Give back the data below exactly, with every line kept the same.
(THE RECORDS begins)
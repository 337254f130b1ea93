use std::collections::BTreeMap;
use std::path::Path;
use std::sync::LazyLock;

use regex::Regex;

use crate::parser::ParseError;
use crate::types::{Hansard, IssueKind};

static RE_NAME_DATE: LazyLock<Regex> =
    LazyLock::new(|| Regex::new(r"(\d{8})").expect("invalid regex: name date"));

/// The `yyyymmdd` session date embedded in a Hansard file name such as
/// `cm20121010-translate-e.htm`.
pub fn session_date_from_name(path: &Path) -> Option<String> {
    let stem = path.file_stem()?.to_str()?;
    RE_NAME_DATE
        .captures(stem)
        .map(|caps| caps[1].to_string())
}

#[derive(Debug, Default)]
pub struct ParseStats {
    pub documents: usize,
    pub failures: usize,
    pub clean: usize,
    pub questions: usize,
    pub issues: BTreeMap<IssueKind, usize>,
}

impl ParseStats {
    pub fn record(&mut self, result: &Result<Hansard, ParseError>) {
        self.documents += 1;
        match result {
            Ok(hansard) => {
                if hansard.error_count() == 0 {
                    self.clean += 1;
                }
                self.questions += hansard.questions.len();
                for issue in &hansard.issues {
                    *self.issues.entry(issue.kind).or_default() += 1;
                }
            }
            Err(_) => self.failures += 1,
        }
    }

    pub fn total_issues(&self) -> usize {
        self.issues.values().sum()
    }
}

impl std::fmt::Display for ParseStats {
    fn fmt(&self, f: &mut std::fmt::Formatter<'_>) -> std::fmt::Result {
        writeln!(f, "\nStatistics:")?;
        writeln!(f, "  Documents:        {}", self.documents)?;
        writeln!(f, "  Failed:           {}", self.failures)?;
        writeln!(f, "  Without issues:   {}", self.clean)?;
        writeln!(f, "  Questions:        {}", self.questions)?;
        writeln!(f, "  Issues:           {}", self.total_issues())?;
        for (kind, count) in &self.issues {
            writeln!(f, "    {:<16}{}", format!("{:?}", kind), count)?;
        }
        Ok(())
    }
}

#[cfg(test)]
mod tests {
    use super::*;
    use crate::types::Language;

    #[test]
    fn test_session_date_from_name() {
        assert_eq!(
            session_date_from_name(Path::new("hansards/cm20121010-translate-e.htm")),
            Some("20121010".to_string())
        );
        assert_eq!(session_date_from_name(Path::new("notes.htm")), None);
    }

    #[test]
    fn test_stats_count_failures_and_issues() {
        let mut stats = ParseStats::default();
        stats.record(&Hansard::parse(
            "cm",
            Language::Floor,
            "20121010",
            "<p>x</p>",
        ));
        stats.record(&Hansard::parse(
            "cm",
            Language::English,
            "20121010",
            "<p>x</p>",
        ));

        assert_eq!(stats.documents, 2);
        assert_eq!(stats.failures, 1);
        assert_eq!(stats.clean, 0);
        assert_eq!(stats.issues.get(&IssueKind::MissingMarker), Some(&2));
    }
}
#[cfg(test)]
mod tests {
    use super::*;

    fn text(value: &str) -> Node {
        Node::Text(value.to_string())
    }

    fn bold(value: &str) -> Node {
        Node::Element(Element::with_children("strong", vec![text(value)]))
    }

    #[test]
    fn test_lone_bold_paragraph() {
        let block = Block::paragraph(vec![text(" "), bold("BILLS"), text(" ")]);
        assert_eq!(block.lone_bold().map(Element::text_content), Some("BILLS".into()));

        let speech = Block::paragraph(vec![bold("MR LEE"), text(": I agree.")]);
        assert!(speech.lone_bold().is_none());
        assert_eq!(speech.leading_bold(), Some(0));
    }

    #[test]
    fn test_top_level_bold_with_tail_is_not_lone() {
        let mut block = Block::new(Element::with_children("strong", vec![text("MR LEE")]));
        assert!(block.lone_bold().is_some());
        block.tail = ": I agree.".into();
        assert!(block.lone_bold().is_none());
    }

    #[test]
    fn test_merge_adjacent_bold() {
        let mut children = vec![bold("TABLING OF "), bold("PAPERS"), text(" tail")];
        assert!(merge_adjacent_bold(&mut children, false));
        assert_eq!(children.len(), 2);
        assert_eq!(children[0].text_content(), "TABLING OF PAPERS");

        let mut gapped = vec![bold("TABLING OF"), text(" "), bold("PAPERS")];
        assert!(!merge_adjacent_bold(&mut gapped.clone(), false));
        assert!(merge_adjacent_bold(&mut gapped, true));
        assert_eq!(gapped.len(), 1);
        assert_eq!(gapped[0].text_content(), "TABLING OF PAPERS");
    }

    #[test]
    fn test_lines_split_on_breaks_and_paragraphs() {
        let cell = Element::with_children(
            "td",
            vec![
                Node::Element(Element::with_children("p", vec![text("Annual Report")])),
                Node::Element(Element::with_children(
                    "p",
                    vec![text("first"), Node::Element(Element::new("br")), text("second")],
                )),
            ],
        );
        assert_eq!(cell.lines(), vec!["Annual Report", "first", "second"]);
    }

    #[test]
    fn test_strip_text_prefix_across_nodes() {
        let mut element = Element::with_children("p", vec![bold("1"), text(". MR LEE asked")]);
        element.strip_text_prefix(3);
        assert_eq!(element.children.len(), 1);
        assert_eq!(element.text_content(), "MR LEE asked");
    }

    #[test]
    fn test_speech_html_escapes_and_drops_rules() {
        let block = Block::paragraph(vec![
            text("A < B "),
            Node::Element(Element::with_children("em", vec![text("really")])),
            Node::Element(Element::new("hr")),
        ]);
        assert_eq!(block.speech_html(), "A &lt; B <em>really</em>");
    }

    #[test]
    fn test_is_upper() {
        assert!(is_upper("MEMBERS' MOTIONS"));
        assert!(!is_upper("Oral Answers"));
        assert!(!is_upper("提交文件"));
    }
}
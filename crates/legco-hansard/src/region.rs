use crate::block::Block;

/// The top-level parts of a Hansard, cut at the separating rules.
#[derive(Debug, Clone, Default, PartialEq, Eq)]
pub struct Regions {
    /// Title and attendance.
    pub heading: Vec<Block>,
    /// The proceedings.
    pub content: Vec<Block>,
    /// Appendices and notes after the second rule.
    pub sidenote: Vec<Block>,
}

/// Assigns every block to a region by the number of rules before it. Rules
/// themselves belong to no region.
pub fn split_regions(blocks: &[Block]) -> Regions {
    let mut regions = Regions::default();
    let mut separators = 0;
    for block in blocks {
        if block.is_rule() {
            separators += 1;
            continue;
        }
        let region = match separators {
            0 => &mut regions.heading,
            1 => &mut regions.content,
            _ => &mut regions.sidenote,
        };
        region.push(block.clone());
    }
    log::debug!(
        "Regions: {} heading, {} content, {} sidenote block(s)",
        regions.heading.len(),
        regions.content.len(),
        regions.sidenote.len()
    );
    regions
}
(THE RECORDS ends)
*TASK RESPONSE*.
repository 337254f130b1ea93
use std::collections::BTreeMap;
use std::path::Path;
use std::sync::LazyLock;

use regex::Regex;

use crate::parser::ParseError;
use crate::types::{Hansard, IssueKind};

static RE_NAME_DATE: LazyLock<Regex> =
    LazyLock::new(|| Regex::new(r"(\d{8})").expect("invalid regex: name date"));

/// The `yyyymmdd` session date embedded in a Hansard file name such as
/// `cm20121010-translate-e.htm`.
pub fn session_date_from_name(path: &Path) -> Option<String> {
    let stem = path.file_stem()?.to_str()?;
    RE_NAME_DATE
        .captures(stem)
        .map(|caps| caps[1].to_string())
}

#[derive(Debug, Default)]
pub struct ParseStats {
    pub documents: usize,
    pub failures: usize,
    pub clean: usize,
    pub questions: usize,
    pub issues: BTreeMap<IssueKind, usize>,
}

impl ParseStats {
    pub fn record(&mut self, result: &Result<Hansard, ParseError>) {
        self.documents += 1;
        match result {
            Ok(hansard) => {
                if hansard.error_count() == 0 {
                    self.clean += 1;
                }
                self.questions += hansard.questions.len();
                for issue in &hansard.issues {
                    *self.issues.entry(issue.kind).or_default() += 1;
                }
            }
            Err(_) => self.failures += 1,
        }
    }

    pub fn total_issues(&self) -> usize {
        self.issues.values().sum()
    }
}

impl std::fmt::Display for ParseStats {
    fn fmt(&self, f: &mut std::fmt::Formatter<'_>) -> std::fmt::Result {
        writeln!(f, "\nStatistics:")?;
        writeln!(f, "  Documents:        {}", self.documents)?;
        writeln!(f, "  Failed:           {}", self.failures)?;
        writeln!(f, "  Without issues:   {}", self.clean)?;
        writeln!(f, "  Questions:        {}", self.questions)?;
        writeln!(f, "  Issues:           {}", self.total_issues())?;
        for (kind, count) in &self.issues {
            writeln!(f, "    {:<16}{}", format!("{:?}", kind), count)?;
        }
        Ok(())
    }
}

#[cfg(test)]
mod tests {
    use super::*;
    use crate::types::Language;

    #[test]
    fn test_session_date_from_name() {
        assert_eq!(
            session_date_from_name(Path::new("hansards/cm20121010-translate-e.htm")),
            Some("20121010".to_string())
        );
        assert_eq!(session_date_from_name(Path::new("notes.htm")), None);
    }

    #[test]
    fn test_stats_count_failures_and_issues() {
        let mut stats = ParseStats::default();
        stats.record(&Hansard::parse(
            "cm",
            Language::Floor,
            "20121010",
            "<p>x</p>",
        ));
        stats.record(&Hansard::parse(
            "cm",
            Language::English,
            "20121010",
            "<p>x</p>",
        ));

        assert_eq!(stats.documents, 2);
        assert_eq!(stats.failures, 1);
        assert_eq!(stats.clean, 0);
        assert_eq!(stats.issues.get(&IssueKind::MissingMarker), Some(&2));
    }
}
#[cfg(test)]
mod tests {
    use super::*;

    fn text(value: &str) -> Node {
        Node::Text(value.to_string())
    }

    fn bold(value: &str) -> Node {
        Node::Element(Element::with_children("strong", vec![text(value)]))
    }

    #[test]
    fn test_lone_bold_paragraph() {
        let block = Block::paragraph(vec![text(" "), bold("BILLS"), text(" ")]);
        assert_eq!(block.lone_bold().map(Element::text_content), Some("BILLS".into()));

        let speech = Block::paragraph(vec![bold("MR LEE"), text(": I agree.")]);
        assert!(speech.lone_bold().is_none());
        assert_eq!(speech.leading_bold(), Some(0));
    }

    #[test]
    fn test_top_level_bold_with_tail_is_not_lone() {
        let mut block = Block::new(Element::with_children("strong", vec![text("MR LEE")]));
        assert!(block.lone_bold().is_some());
        block.tail = ": I agree.".into();
        assert!(block.lone_bold().is_none());
    }

    #[test]
    fn test_merge_adjacent_bold() {
        let mut children = vec![bold("TABLING OF "), bold("PAPERS"), text(" tail")];
        assert!(merge_adjacent_bold(&mut children, false));
        assert_eq!(children.len(), 2);
        assert_eq!(children[0].text_content(), "TABLING OF PAPERS");

        let mut gapped = vec![bold("TABLING OF"), text(" "), bold("PAPERS")];
        assert!(!merge_adjacent_bold(&mut gapped.clone(), false));
        assert!(merge_adjacent_bold(&mut gapped, true));
        assert_eq!(gapped.len(), 1);
        assert_eq!(gapped[0].text_content(), "TABLING OF PAPERS");
    }

    #[test]
    fn test_lines_split_on_breaks_and_paragraphs() {
        let cell = Element::with_children(
            "td",
            vec![
                Node::Element(Element::with_children("p", vec![text("Annual Report")])),
                Node::Element(Element::with_children(
                    "p",
                    vec![text("first"), Node::Element(Element::new("br")), text("second")],
                )),
            ],
        );
        assert_eq!(cell.lines(), vec!["Annual Report", "first", "second"]);
    }

    #[test]
    fn test_strip_text_prefix_across_nodes() {
        let mut element = Element::with_children("p", vec![bold("1"), text(". MR LEE asked")]);
        element.strip_text_prefix(3);
        assert_eq!(element.children.len(), 1);
        assert_eq!(element.text_content(), "MR LEE asked");
    }

    #[test]
    fn test_speech_html_escapes_and_drops_rules() {
        let block = Block::paragraph(vec![
            text("A < B "),
            Node::Element(Element::with_children("em", vec![text("really")])),
            Node::Element(Element::new("hr")),
        ]);
        assert_eq!(block.speech_html(), "A &lt; B <em>really</em>");
    }

    #[test]
    fn test_is_upper() {
        assert!(is_upper("MEMBERS' MOTIONS"));
        assert!(!is_upper("Oral Answers"));
        assert!(!is_upper("提交文件"));
    }
}
filename crates/legco-hansard/src/region.rs
use crate::block::Block;

/// The top-level parts of a Hansard, cut at the separating rules.
#[derive(Debug, Clone, Default, PartialEq, Eq)]
pub struct Regions {
    /// Title and attendance.
    pub heading: Vec<Block>,
    /// The proceedings.
    pub content: Vec<Block>,
    /// Appendices and notes after the second rule.
    pub sidenote: Vec<Block>,
}

/// Assigns every block to a region by the number of rules before it. Rules
/// themselves belong to no region.
pub fn split_regions(blocks: &[Block]) -> Regions {
    let mut regions = Regions::default();
    let mut separators = 0;
    for block in blocks {
        if block.is_rule() {
            separators += 1;
            continue;
        }
        let region = match separators {
            0 => &mut regions.heading,
            1 => &mut regions.content,
            _ => &mut regions.sidenote,
        };
        region.push(block.clone());
    }
    log::debug!(
        "Regions: {} heading, {} content, {} sidenote block(s)",
        regions.heading.len(),
        regions.content.len(),
        regions.sidenote.len()
    );
    regions
}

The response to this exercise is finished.